Records for this exercise:
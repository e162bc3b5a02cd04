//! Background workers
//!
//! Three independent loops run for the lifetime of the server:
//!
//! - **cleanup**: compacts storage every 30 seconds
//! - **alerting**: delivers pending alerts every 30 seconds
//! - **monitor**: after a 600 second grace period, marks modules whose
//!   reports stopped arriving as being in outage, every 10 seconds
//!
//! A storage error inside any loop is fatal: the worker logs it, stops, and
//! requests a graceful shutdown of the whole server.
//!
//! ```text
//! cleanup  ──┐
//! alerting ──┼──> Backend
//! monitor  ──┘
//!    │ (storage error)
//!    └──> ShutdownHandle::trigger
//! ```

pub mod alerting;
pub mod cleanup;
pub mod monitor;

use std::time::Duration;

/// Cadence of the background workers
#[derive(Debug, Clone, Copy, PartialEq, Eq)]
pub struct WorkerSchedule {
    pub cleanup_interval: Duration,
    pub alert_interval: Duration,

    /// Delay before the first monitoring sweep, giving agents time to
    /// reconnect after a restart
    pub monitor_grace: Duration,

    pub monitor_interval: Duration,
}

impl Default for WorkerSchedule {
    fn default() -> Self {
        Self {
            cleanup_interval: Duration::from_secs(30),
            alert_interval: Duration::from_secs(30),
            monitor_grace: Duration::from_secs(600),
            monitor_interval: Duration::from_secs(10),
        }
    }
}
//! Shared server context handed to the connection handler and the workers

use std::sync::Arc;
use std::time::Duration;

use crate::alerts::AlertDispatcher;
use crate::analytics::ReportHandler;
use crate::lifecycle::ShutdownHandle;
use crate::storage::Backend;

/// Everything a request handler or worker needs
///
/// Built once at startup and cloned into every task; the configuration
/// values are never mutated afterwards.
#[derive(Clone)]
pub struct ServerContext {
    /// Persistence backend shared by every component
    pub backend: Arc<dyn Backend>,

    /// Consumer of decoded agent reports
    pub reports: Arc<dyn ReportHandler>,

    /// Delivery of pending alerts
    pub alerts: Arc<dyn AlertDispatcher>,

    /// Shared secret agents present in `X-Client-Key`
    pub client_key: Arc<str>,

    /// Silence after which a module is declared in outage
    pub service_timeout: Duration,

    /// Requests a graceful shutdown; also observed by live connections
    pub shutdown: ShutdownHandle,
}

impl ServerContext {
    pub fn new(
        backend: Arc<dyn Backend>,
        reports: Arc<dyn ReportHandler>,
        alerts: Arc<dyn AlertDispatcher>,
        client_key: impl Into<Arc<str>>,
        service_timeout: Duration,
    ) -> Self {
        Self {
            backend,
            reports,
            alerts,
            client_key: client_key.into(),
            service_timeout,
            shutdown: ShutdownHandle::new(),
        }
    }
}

Your goal:
Repeat the entries above exactly, leaving nothing out.

Exercise response:
repository e162bc3b5a02cd04
//! Background workers
//!
//! Three independent loops run for the lifetime of the server:
//!
//! - **cleanup**: compacts storage every 30 seconds
//! - **alerting**: delivers pending alerts every 30 seconds
//! - **monitor**: after a 600 second grace period, marks modules whose
//!   reports stopped arriving as being in outage, every 10 seconds
//!
//! A storage error inside any loop is fatal: the worker logs it, stops, and
//! requests a graceful shutdown of the whole server.
//!
//! ```text
//! cleanup  ──┐
//! alerting ──┼──> Backend
//! monitor  ──┘
//!    │ (storage error)
//!    └──> ShutdownHandle::trigger
//! ```

pub mod alerting;
pub mod cleanup;
pub mod monitor;

use std::time::Duration;

/// Cadence of the background workers
#[derive(Debug, Clone, Copy, PartialEq, Eq)]
pub struct WorkerSchedule {
    pub cleanup_interval: Duration,
    pub alert_interval: Duration,

    /// Delay before the first monitoring sweep, giving agents time to
    /// reconnect after a restart
    pub monitor_grace: Duration,

    pub monitor_interval: Duration,
}

impl Default for WorkerSchedule {
    fn default() -> Self {
        Self {
            cleanup_interval: Duration::from_secs(30),
            alert_interval: Duration::from_secs(30),
            monitor_grace: Duration::from_secs(600),
            monitor_interval: Duration::from_secs(10),
        }
    }
}
//! Shared server context handed to the connection handler and the workers

use std::sync::Arc;
use std::time::Duration;

use crate::alerts::AlertDispatcher;
use crate::analytics::ReportHandler;
use crate::lifecycle::ShutdownHandle;
use crate::storage::Backend;

/// Everything a request handler or worker needs
///
/// Built once at startup and cloned into every task; the configuration
/// values are never mutated afterwards.
#[derive(Clone)]
pub struct ServerContext {
    /// Persistence backend shared by every component
    pub backend: Arc<dyn Backend>,

    /// Consumer of decoded agent reports
    pub reports: Arc<dyn ReportHandler>,

    /// Delivery of pending alerts
    pub alerts: Arc<dyn AlertDispatcher>,

    /// Shared secret agents present in `X-Client-Key`
    pub client_key: Arc<str>,

    /// Silence after which a module is declared in outage
    pub service_timeout: Duration,

    /// Requests a graceful shutdown; also observed by live connections
    pub shutdown: ShutdownHandle,
}

impl ServerContext {
    pub fn new(
        backend: Arc<dyn Backend>,
        reports: Arc<dyn ReportHandler>,
        alerts: Arc<dyn AlertDispatcher>,
        client_key: impl Into<Arc<str>>,
        service_timeout: Duration,
    ) -> Self {
        Self {
            backend,
            reports,
            alerts,
            client_key: client_key.into(),
            service_timeout,
            shutdown: ShutdownHandle::new(),
        }
    }
}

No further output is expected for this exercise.